### [The problem]
In your answer, give each entry again exactly as it appears.

### [Provided records]

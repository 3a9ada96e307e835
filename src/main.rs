use actix_cors::Cors;
use actix_web::middleware::{Compress, DefaultHeaders};
use actix_web::{App, HttpServer, web};
use dotenv::dotenv;
use human_panic::setup_panic;
use tracing::{debug, warn};

// 从 lib.rs 导入模块
use rust_quizsystem_next::config::AppConfig;
use rust_quizsystem_next::models::AppStartTime;
use rust_quizsystem_next::routes;
use rust_quizsystem_next::runtime::lifetime;
use rust_quizsystem_next::utils::{json_error_handler, query_error_handler};

#[actix_web::main]
async fn main() -> std::io::Result<()> {
    dotenv().ok();

    // 记录程序启动时间
    let app_start_time = AppStartTime {
        start_datetime: chrono::Utc::now(),
    };

    // 启动前预处理 //

    // 初始化配置
    setup_panic!();
    AppConfig::init().map_err(|e| {
        std::io::Error::other(format!("Failed to initialize configuration: {e}"))
    })?;
    let config = AppConfig::get();

    // 初始化日志
    let stdout_log = std::io::stdout();
    let (non_blocking_writer, _guard) = tracing_appender::non_blocking(stdout_log);
    let filter = tracing_subscriber::EnvFilter::new(&config.app.log_level);
    let tracing_format = tracing_subscriber::fmt::format()
        .with_level(true)
        .with_ansi(true);

    let tracing_builder = tracing_subscriber::fmt()
        .with_env_filter(filter)
        .with_writer(non_blocking_writer)
        .event_format(tracing_format);

    if config.is_development() {
        tracing_builder
            .with_file(true)
            .with_line_number(true)
            .init();
    } else {
        tracing_builder.json().init();
    }

    // 打印信息
    warn!(
        "Starting pre-startup processing...
        Project: {}
        Version: {}
        Authors: {}",
        env!("CARGO_PKG_NAME"),
        env!("CARGO_PKG_VERSION"),
        env!("CARGO_PKG_AUTHORS")
    );

    let startup = lifetime::startup::prepare_server_startup()
        .await
        .map_err(|e| std::io::Error::other(format!("Failed to create storage backend: {e}")))?;

    let storage = startup.storage.clone();

    // 输出预处理时间
    debug!(
        "Pre-startup processing completed in {} ms",
        chrono::Utc::now()
            .signed_duration_since(app_start_time.start_datetime)
            .num_milliseconds()
    );

    // 预处理完成 //

    warn!("Using {} CPU cores for the server", config.server.workers);

    // Start the HTTP server
    let server = HttpServer::new(move || {
        App::new()
            .wrap(
                Cors::default()
                    .allow_any_origin()
                    .allow_any_method()
                    .allow_any_header()
                    .max_age(config.cors.max_age),
            )
            .wrap(Compress::default())
            .wrap(
                DefaultHeaders::new()
                    .add(("Connection", "keep-alive"))
                    .add((
                        "Keep-Alive",
                        format!("timeout={}, max=1000", config.server.timeouts.keep_alive),
                    ))
                    .add(("Cache-Control", "no-cache, no-store, must-revalidate")),
            )
            .app_data(web::QueryConfig::default().error_handler(query_error_handler)) // 设置查询参数错误处理器
            .app_data(web::JsonConfig::default().error_handler(json_error_handler)) // 设置JSON错误处理器
            .app_data(web::Data::new(storage.clone()))
            .app_data(web::Data::new(app_start_time.clone()))
            .app_data(web::PayloadConfig::new(
                config.server.limits.max_payload_size,
            )) // 设置最大请求体大小
            .configure(routes::configure_quizzes_routes) // 配置测验作答相关路由
            .configure(routes::configure_attempts_routes) // 配置作答记录相关路由
            .configure(routes::configure_manage_routes) // 配置出题管理相关路由
            .configure(routes::configure_grading_routes) // 配置批改与统计相关路由
    })
    .keep_alive(std::time::Duration::from_secs(
        config.server.timeouts.keep_alive,
    )) // 启用长连接
    .client_request_timeout(std::time::Duration::from_millis(
        config.server.timeouts.client_request,
    )) // 客户端超时
    .client_disconnect_timeout(std::time::Duration::from_millis(
        config.server.timeouts.client_disconnect,
    )) // 断连超时
    .workers(config.server.workers);

    let server = {
        #[cfg(unix)]
        {
            if let Some(socket_path) = config.unix_socket_path() {
                warn!("Starting server on Unix socket: {}", socket_path);
                if std::path::Path::new(socket_path).exists() {
                    std::fs::remove_file(socket_path)?;
                }
                server.bind_uds(socket_path)?
            } else {
                let bind_address = config.server_bind_address();
                warn!("Starting server at http://{}", bind_address);
                server.bind(bind_address)?
            }
        }

        #[cfg(not(unix))]
        {
            let bind_address = config.server_bind_address();
            warn!("Starting server at http://{}", bind_address);
            server.bind(bind_address)?
        }
    }
    .run();

    tokio::select! {
        res = server => {
            res?;
        }
        _ = lifetime::shutdown::listen_for_shutdown() => {
            warn!("Graceful shutdown: all tasks completed");
        }
    }

    Ok(())
}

### [Solution to the exercise]
repository 3a9ada96e307e835
filename src/main.rs
use actix_cors::Cors;
use actix_web::middleware::{Compress, DefaultHeaders};
use actix_web::{App, HttpServer, web};
use dotenv::dotenv;
use human_panic::setup_panic;
use tracing::{debug, warn};

// 从 lib.rs 导入模块
use rust_quizsystem_next::config::AppConfig;
use rust_quizsystem_next::models::AppStartTime;
use rust_quizsystem_next::routes;
use rust_quizsystem_next::runtime::lifetime;
use rust_quizsystem_next::utils::{json_error_handler, query_error_handler};

#[actix_web::main]
async fn main() -> std::io::Result<()> {
    dotenv().ok();

    // 记录程序启动时间
    let app_start_time = AppStartTime {
        start_datetime: chrono::Utc::now(),
    };

    // 启动前预处理 //

    // 初始化配置
    setup_panic!();
    AppConfig::init().map_err(|e| {
        std::io::Error::other(format!("Failed to initialize configuration: {e}"))
    })?;
    let config = AppConfig::get();

    // 初始化日志
    let stdout_log = std::io::stdout();
    let (non_blocking_writer, _guard) = tracing_appender::non_blocking(stdout_log);
    let filter = tracing_subscriber::EnvFilter::new(&config.app.log_level);
    let tracing_format = tracing_subscriber::fmt::format()
        .with_level(true)
        .with_ansi(true);

    let tracing_builder = tracing_subscriber::fmt()
        .with_env_filter(filter)
        .with_writer(non_blocking_writer)
        .event_format(tracing_format);

    if config.is_development() {
        tracing_builder
            .with_file(true)
            .with_line_number(true)
            .init();
    } else {
        tracing_builder.json().init();
    }

    // 打印信息
    warn!(
        "Starting pre-startup processing...
        Project: {}
        Version: {}
        Authors: {}",
        env!("CARGO_PKG_NAME"),
        env!("CARGO_PKG_VERSION"),
        env!("CARGO_PKG_AUTHORS")
    );

    let startup = lifetime::startup::prepare_server_startup()
        .await
        .map_err(|e| std::io::Error::other(format!("Failed to create storage backend: {e}")))?;

    let storage = startup.storage.clone();

    // 输出预处理时间
    debug!(
        "Pre-startup processing completed in {} ms",
        chrono::Utc::now()
            .signed_duration_since(app_start_time.start_datetime)
            .num_milliseconds()
    );

    // 预处理完成 //

    warn!("Using {} CPU cores for the server", config.server.workers);

    // Start the HTTP server
    let server = HttpServer::new(move || {
        App::new()
            .wrap(
                Cors::default()
                    .allow_any_origin()
                    .allow_any_method()
                    .allow_any_header()
                    .max_age(config.cors.max_age),
            )
            .wrap(Compress::default())
            .wrap(
                DefaultHeaders::new()
                    .add(("Connection", "keep-alive"))
                    .add((
                        "Keep-Alive",
                        format!("timeout={}, max=1000", config.server.timeouts.keep_alive),
                    ))
                    .add(("Cache-Control", "no-cache, no-store, must-revalidate")),
            )
            .app_data(web::QueryConfig::default().error_handler(query_error_handler)) // 设置查询参数错误处理器
            .app_data(web::JsonConfig::default().error_handler(json_error_handler)) // 设置JSON错误处理器
            .app_data(web::Data::new(storage.clone()))
            .app_data(web::Data::new(app_start_time.clone()))
            .app_data(web::PayloadConfig::new(
                config.server.limits.max_payload_size,
            )) // 设置最大请求体大小
            .configure(routes::configure_quizzes_routes) // 配置测验作答相关路由
            .configure(routes::configure_attempts_routes) // 配置作答记录相关路由
            .configure(routes::configure_manage_routes) // 配置出题管理相关路由
            .configure(routes::configure_grading_routes) // 配置批改与统计相关路由
    })
    .keep_alive(std::time::Duration::from_secs(
        config.server.timeouts.keep_alive,
    )) // 启用长连接
    .client_request_timeout(std::time::Duration::from_millis(
        config.server.timeouts.client_request,
    )) // 客户端超时
    .client_disconnect_timeout(std::time::Duration::from_millis(
        config.server.timeouts.client_disconnect,
    )) // 断连超时
    .workers(config.server.workers);

    let server = {
        #[cfg(unix)]
        {
            if let Some(socket_path) = config.unix_socket_path() {
                warn!("Starting server on Unix socket: {}", socket_path);
                if std::path::Path::new(socket_path).exists() {
                    std::fs::remove_file(socket_path)?;
                }
                server.bind_uds(socket_path)?
            } else {
                let bind_address = config.server_bind_address();
                warn!("Starting server at http://{}", bind_address);
                server.bind(bind_address)?
            }
        }

        #[cfg(not(unix))]
        {
            let bind_address = config.server_bind_address();
            warn!("Starting server at http://{}", bind_address);
            server.bind(bind_address)?
        }
    }
    .run();

    tokio::select! {
        res = server => {
            res?;
        }
        _ = lifetime::shutdown::listen_for_shutdown() => {
            warn!("Graceful shutdown: all tasks completed");
        }
    }

    Ok(())
}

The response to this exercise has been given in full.